● **The problem**
Would you reproduce exactly the lines below from the one holding "let base = total_tp_groups / dp;" through the one holding "already be sorted", inclusive, and no others?

● **Material for the task**
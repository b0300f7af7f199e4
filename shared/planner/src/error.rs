use thiserror::Error;

/// Fatal planner failures. None of these are retried internally; the caller's
/// control loop decides whether and how to retry with corrected inputs.
#[derive(Debug, Error)]
pub enum PlannerError {
    #[error("invariant violation: {0}")]
    InvariantViolation(String),

    #[error("invalid trainer ctxs: {0}")]
    InvalidConfig(String),

    #[error("no feasible pipeline template for dp={dp} pp={pp} with {tp_groups} tp groups")]
    NoFeasibleTemplate {
        dp: usize,
        pp: usize,
        tp_groups: usize,
    },

    #[error("no possible strategies: every template's ILP was infeasible")]
    NoPossibleStrategies,

    #[error(
        "can't find a normal tp group to place here (node {node_idx}); bug in DFS bookkeeping"
    )]
    PlacementExhausted { node_idx: usize },

    #[error("ilp solver error: {0}")]
    Solver(String),
}
//! PP enumerator (spec §4.2): hetero-stage-count plans plus the symmetry-broken DFS that
//! places straggler TP groups into stage slots, leaving `None` holes for normal TP groups.

use crate::tp_group::TpGroup;

/// Per-pipeline stage count, one entry per data-parallel replica.
pub type HeteroStagesPlan = Vec<usize>;

/// A partially specified pipeline layout: `template[pipeline][stage]` is `Some(index)` into
/// the straggler-groups slice the template was built from, or `None` (a normal-group hole).
pub type Template = Vec<Vec<Option<usize>>>;

/// Generates the candidate stage-count plans (spec §4.2 "Stage-count plans").
pub fn hetero_stages_plans(dp: usize, total_tp_groups: usize, pp: usize) -> Vec<HeteroStagesPlan> {
    if dp * pp == total_tp_groups {
        return vec![vec![pp; dp]];
    }
    let base = total_tp_groups / dp;
    let remainder = total_tp_groups - dp * base;

    let concentrated: HeteroStagesPlan = (0..dp)
        .map(|i| if i == 0 { base + remainder } else { base })
        .collect();
    let spread: HeteroStagesPlan = (0..dp)
        .map(|i| if i < remainder { base + 1 } else { base })
        .collect();

    vec![concentrated, spread]
}

/// DFS search state for one `HeteroStagesPlan`. `straggler_tp_groups` must already be sorted
/// by `sr_effective` descending (spec §4.2).
struct Dfs<'a> {
    dp: usize,
    stage_plan: &'a [usize],
    straggler_tp_groups: &'a [TpGroup],
    total_normal: usize,
    visited_straggler: Vec<bool>,
    visited_normal: usize,
    pipelines: Vec<Vec<Option<usize>>>,
    pipelines_straggler_count: Vec<usize>,
    results: Vec<Template>,
}

impl<'a> Dfs<'a> {
    fn run(&mut self, pipeline_idx: usize) {
        if pipeline_idx == self.dp {
            self.results.push(self.pipelines.clone());
            return;
        }
        let mut pipeline = Vec::new();
        let mut straggler_count = 0usize;
        self.pipeline_dfs(pipeline_idx, &mut pipeline, &mut straggler_count, 0, 0);
    }

    #[allow(clippy::too_many_arguments)]
    fn pipeline_dfs(
        &mut self,
        pipeline_idx: usize,
        pipeline: &mut Vec<Option<usize>>,
        straggler_count: &mut usize,
        stage_idx: usize,
        min_straggler_idx: usize,
    ) {
        // Symmetry-breaking: a later pipeline may not carry more stragglers than the one
        // before it, and when the counts tie, its leading straggler's sr may not exceed the
        // leading pipeline's (spec §4.2 rule 2). This prunes permutation-equivalent orderings
        // of the (permutation-invariant) DP dimension.
        if pipeline_idx != 0 {
            let prev_count = self.pipelines_straggler_count[pipeline_idx - 1];
            if *straggler_count > prev_count {
                return;
            }
            if *straggler_count >= 1 && *straggler_count == prev_count {
                let this_first_sr = pipeline
                    .first()
                    .and_then(|o| *o)
                    .map(|idx| self.straggler_tp_groups[idx].sr_effective);
                let prev_first_sr = self.pipelines[pipeline_idx - 1]
                    .first()
                    .and_then(|o| *o)
                    .map(|idx| self.straggler_tp_groups[idx].sr_effective);
                if let (Some(this_sr), Some(prev_sr)) = (this_first_sr, prev_first_sr) {
                    if this_sr > prev_sr {
                        return;
                    }
                }
            }
        }

        if stage_idx == self.stage_plan[pipeline_idx] {
            // spec §4.2 rule 3: a pipeline whose last stage is an admitted-but-unused
            // straggler group is rejected. `TpGroup` carries no `unused` flag (see
            // SPEC_FULL.md §9 design notes), so this guard can never fire; retained only as
            // a documented no-op for forward compatibility with a future admission path.
            self.pipelines.push(pipeline.clone());
            self.pipelines_straggler_count.push(*straggler_count);
            self.run(pipeline_idx + 1);
            self.pipelines.pop();
            self.pipelines_straggler_count.pop();
            return;
        }

        for idx in min_straggler_idx..self.straggler_tp_groups.len() {
            if self.visited_straggler[idx] {
                continue;
            }
            self.visited_straggler[idx] = true;
            *straggler_count += 1;
            pipeline.push(Some(idx));
            self.pipeline_dfs(pipeline_idx, pipeline, straggler_count, stage_idx + 1, idx + 1);
            pipeline.pop();
            *straggler_count -= 1;
            self.visited_straggler[idx] = false;
        }

        if self.visited_normal >= self.total_normal {
            return;
        }
        pipeline.push(None);
        self.visited_normal += 1;
        let total_stragglers = self.straggler_tp_groups.len();
        self.pipeline_dfs(pipeline_idx, pipeline, straggler_count, stage_idx + 1, total_stragglers);
        self.visited_normal -= 1;
        pipeline.pop();
    }
}

/// Enumerates every template consistent with one `HeteroStagesPlan` (spec §4.2 "Template DFS").
pub fn enumerate_for_stage_plan(
    dp: usize,
    straggler_tp_groups: &[TpGroup],
    total_normal_tp_group_num: usize,
    stage_plan: &[usize],
) -> Vec<Template> {
    let mut dfs = Dfs {
        dp,
        stage_plan,
        straggler_tp_groups,
        total_normal: total_normal_tp_group_num,
        visited_straggler: vec![false; straggler_tp_groups.len()],
        visited_normal: 0,
        pipelines: Vec::new(),
        pipelines_straggler_count: Vec::new(),
        results: Vec::new(),
    };
    dfs.run(0);
    dfs.results
}

/// Enumerates templates across every stage-count plan for the given `dp`/`pp`/TP-group set.
pub fn enumerate_templates(
    dp: usize,
    pp: usize,
    straggler_tp_groups: &[TpGroup],
    total_normal_tp_group_num: usize,
) -> Vec<Template> {
    let total_tp_groups = straggler_tp_groups.len() + total_normal_tp_group_num;
    let mut templates = Vec::new();
    for stage_plan in hetero_stages_plans(dp, total_tp_groups, pp) {
        templates.extend(enumerate_for_stage_plan(
            dp,
            straggler_tp_groups,
            total_normal_tp_group_num,
            &stage_plan,
        ));
    }
    templates
}
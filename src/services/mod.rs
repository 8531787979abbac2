use std::sync::{Arc, RwLock};

use chrono::{Local, NaiveDateTime};
use tokio_cron_scheduler::{Job, JobScheduler};

type Error = Box<dyn std::error::Error + Send + Sync>;

/// Time and date as shown in the dashboard header.
#[derive(Clone, Debug, Default, PartialEq, Eq)]
pub struct ClockFace {
    pub time: String,
    pub date: String,
}

/// Shared wall clock, written by the ticker and read by the dashboards.
#[derive(Clone, Debug, Default)]
pub struct Clock {
    face: Arc<RwLock<ClockFace>>,
}

impl Clock {
    pub fn new() -> Self {
        Self::default()
    }

    pub fn tick(&self, now: NaiveDateTime) {
        let face = ClockFace {
            time: format_time(now),
            date: format_long_date(now),
        };
        match self.face.write() {
            Ok(mut current) => *current = face,
            Err(poisoned) => *poisoned.into_inner() = face,
        }
    }

    pub fn face(&self) -> ClockFace {
        match self.face.read() {
            Ok(face) => face.clone(),
            Err(poisoned) => poisoned.into_inner().clone(),
        }
    }
}

/// Formats a time of day as `HH:MM:SS`.
pub fn format_time(now: NaiveDateTime) -> String {
    now.format("%H:%M:%S").to_string()
}

/// Formats a date the long way, e.g. `Monday, January 6, 2025`.
pub fn format_long_date(now: NaiveDateTime) -> String {
    now.format("%A, %B %-d, %Y").to_string()
}

/// Starts the wall-clock ticker.
///
/// This function sets up a scheduled job that refreshes `clock` from the
/// local time once a second, using the `tokio_cron_scheduler` crate.
///
/// Parameters:
/// - `clock`: The shared clock the dashboards read from.
///
/// The function performs the following steps:
/// 1. Sets the clock once so it is never blank.
/// 2. Creates a new JobScheduler instance with a job firing every second.
/// 3. Starts the scheduler and hands it back so the caller can shut it down.
///
/// Returns:
/// - `Ok(JobScheduler)` if the job is successfully scheduled and started.
/// - `Err(Error)` if any step fails.
pub async fn start_clock(clock: Clock) -> Result<JobScheduler, Error> {
    clock.tick(Local::now().naive_local());

    let sched = JobScheduler::new().await?;

    let job = Job::new_async("* * * * * *", move |_uuid, _l| {
        let clock = clock.clone();
        Box::pin(async move {
            clock.tick(Local::now().naive_local());
        })
    })
    .map_err(|e| {
        log::error!("Failed to create clock job: {}", e);
        Box::new(e) as Error
    })?;

    sched.add(job).await.map_err(|e| {
        log::error!("Failed to add clock job to scheduler: {}", e);
        Box::new(e) as Error
    })?;

    sched.start().await?;

    log::info!("Clock ticker started");
    Ok(sched)
}
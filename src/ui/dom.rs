//! A small element tree standing in for the page the controllers decorate.

use std::collections::BTreeMap;

#[derive(Clone, Copy, Debug, PartialEq, Eq, Hash, PartialOrd, Ord)]
pub struct ElementId(usize);

#[derive(Clone, Debug, Default)]
pub struct Element {
    pub tag: String,
    pub id: Option<String>,
    pub classes: Vec<String>,
    pub style: BTreeMap<String, String>,
    pub attrs: BTreeMap<String, String>,
    pub value: String,
    pub disabled: bool,
    parent: Option<ElementId>,
    children: Vec<ElementId>,
}

#[derive(Clone, Copy, Debug, PartialEq, Eq)]
pub enum EventKind {
    PointerEnter,
    PointerLeave,
    PointerDown,
    PointerUp,
    Focus,
    Blur,
    Input,
    Click,
    KeyDown,
}

impl EventKind {
    fn bubbles(self) -> bool {
        matches!(
            self,
            Self::PointerDown | Self::PointerUp | Self::Input | Self::Click | Self::KeyDown
        )
    }
}

#[derive(Clone, Debug, PartialEq, Eq)]
pub enum Event {
    PointerEnter,
    PointerLeave,
    PointerDown,
    PointerUp,
    Focus,
    Blur,
    Input,
    Click,
    KeyDown(String),
}

impl Event {
    pub fn kind(&self) -> EventKind {
        match self {
            Self::PointerEnter => EventKind::PointerEnter,
            Self::PointerLeave => EventKind::PointerLeave,
            Self::PointerDown => EventKind::PointerDown,
            Self::PointerUp => EventKind::PointerUp,
            Self::Focus => EventKind::Focus,
            Self::Blur => EventKind::Blur,
            Self::Input => EventKind::Input,
            Self::Click => EventKind::Click,
            Self::KeyDown(_) => EventKind::KeyDown,
        }
    }
}
use chrono::NaiveDate;
use envconfig::Envconfig;

use pharmadesk::api::models::{LoginRequest, MedicineInput, UserType};
use pharmadesk::api::{HttpClient, PharmacyApi};
use pharmadesk::config::Config;
use pharmadesk::utils::format_date;

type Error = Box<dyn std::error::Error + Send + Sync>;

#[derive(Envconfig)]
struct SeedConfig {
    #[envconfig(from = "PHARMADESK_SEED_USERNAME", default = "admin1")]
    username: String,

    #[envconfig(from = "PHARMADESK_SEED_PASSWORD")]
    password: String,
}

struct SeedMedicine {
    name: &'static str,
    batch: &'static str,
    stock: i64,
    price: f64,
    expiry: (i32, u32, u32),
    category: &'static str,
}

const SEED_MEDICINES: [SeedMedicine; 10] = [
    SeedMedicine {
        name: "Aspirin",
        batch: "AS-2501",
        stock: 500,
        price: 1.20,
        expiry: (2026, 6, 30),
        category: "Pain Relief",
    },
    SeedMedicine {
        name: "Amoxicillin",
        batch: "AM-2502",
        stock: 30,
        price: 4.75,
        expiry: (2025, 12, 31),
        category: "Antibiotic",
    },
    SeedMedicine {
        name: "Lisinopril",
        batch: "LI-2503",
        stock: 400,
        price: 3.10,
        expiry: (2026, 3, 15),
        category: "Cardiovascular",
    },
    SeedMedicine {
        name: "Levothyroxine",
        batch: "LE-2504",
        stock: 250,
        price: 2.40,
        expiry: (2027, 1, 31),
        category: "Hormone",
    },
    SeedMedicine {
        name: "Metformin",
        batch: "ME-2505",
        stock: 75,
        price: 1.85,
        expiry: (2026, 9, 30),
        category: "Diabetes",
    },
    SeedMedicine {
        name: "Amlodipine",
        batch: "AL-2506",
        stock: 200,
        price: 2.15,
        expiry: (2025, 11, 30),
        category: "Cardiovascular",
    },
    SeedMedicine {
        name: "Omeprazole",
        batch: "OM-2507",
        stock: 45,
        price: 12.50,
        expiry: (2026, 7, 31),
        category: "Gastrointestinal",
    },
    SeedMedicine {
        name: "Albuterol",
        batch: "AB-2508",
        stock: 150,
        price: 18.00,
        expiry: (2027, 4, 30),
        category: "Respiratory",
    },
    SeedMedicine {
        name: "Gabapentin",
        batch: "GA-2509",
        stock: 300,
        price: 6.30,
        expiry: (2026, 5, 31),
        category: "Neurology",
    },
    SeedMedicine {
        name: "Metoprolol",
        batch: "MP-2510",
        stock: 90,
        price: 2.80,
        expiry: (2025, 10, 31),
        category: "Cardiovascular",
    },
];

fn seed_inputs(purchased: NaiveDate) -> Vec<MedicineInput> {
    SEED_MEDICINES
        .iter()
        .filter_map(|seed| {
            let (y, m, d) = seed.expiry;
            let expiry = NaiveDate::from_ymd_opt(y, m, d)?;
            Some(MedicineInput {
                medicine_name: seed.name.to_string(),
                batch_number: seed.batch.to_string(),
                expiry_date: format_date(expiry),
                date_of_purchase: format_date(purchased),
                quantity_available: seed.stock,
                unit_price: seed.price,
                manufacturer: String::new(),
                category: seed.category.to_string(),
                description: format!("{} sample stock", seed.name),
            })
        })
        .collect()
}

/// Signs in as an administrator and posts the sample catalogue.
///
/// Medicines the server rejects (for example a batch number that already
/// exists) are logged and skipped.
async fn seed_medicines(api: &HttpClient, seed: &SeedConfig) -> Result<usize, Error> {
    let user = api
        .login(&LoginRequest {
            username: seed.username.clone(),
            password: seed.password.clone(),
            user_type: UserType::Admin,
        })
        .await?;
    log::info!("Seeding as {}", user.full_name);

    let today = chrono::Local::now().date_naive();
    let mut created = 0;
    for input in seed_inputs(today) {
        match api.create_medicine(&input).await {
            Ok(_) => {
                log::info!("Added {} ({})", input.medicine_name, input.batch_number);
                created += 1;
            }
            Err(e) => log::warn!("Skipped {}: {}", input.medicine_name, e),
        }
    }
    Ok(created)
}

#[tokio::main]
async fn main() -> Result<(), Error> {
    env_logger::init_from_env(env_logger::Env::default().default_filter_or("info"));
    dotenvy::dotenv().ok();

    let config = Config::load()?;
    let seed = SeedConfig::init_from_env()?;
    let api = HttpClient::new(&config.api_base_url, &config.chatbot_base_url)?;

    let created = seed_medicines(&api, &seed).await?;
    log::info!("Seeded {} of {} medicines", created, SEED_MEDICINES.len());
    Ok(())
}

#[cfg(test)]
mod tests {
    use super::*;

    #[test]
    fn seed_catalogue_is_well_formed() {
        let purchased = NaiveDate::from_ymd_opt(2025, 1, 15).unwrap();
        let inputs = seed_inputs(purchased);
        assert_eq!(inputs.len(), SEED_MEDICINES.len());
        assert!(inputs.iter().all(|i| i.date_of_purchase == "2025-01-15"));

        let mut batches: Vec<_> = inputs.iter().map(|i| i.batch_number.as_str()).collect();
        batches.sort();
        batches.dedup();
        assert_eq!(batches.len(), inputs.len());
    }
}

● **Completed task**
    let base = total_tp_groups / dp;
    let remainder = total_tp_groups - dp * base;

    let concentrated: HeteroStagesPlan = (0..dp)
        .map(|i| if i == 0 { base + remainder } else { base })
        .collect();
    let spread: HeteroStagesPlan = (0..dp)
        .map(|i| if i < remainder { base + 1 } else { base })
        .collect();

    vec![concentrated, spread]
}

/// DFS search state for one `HeteroStagesPlan`. `straggler_tp_groups` must already be sorted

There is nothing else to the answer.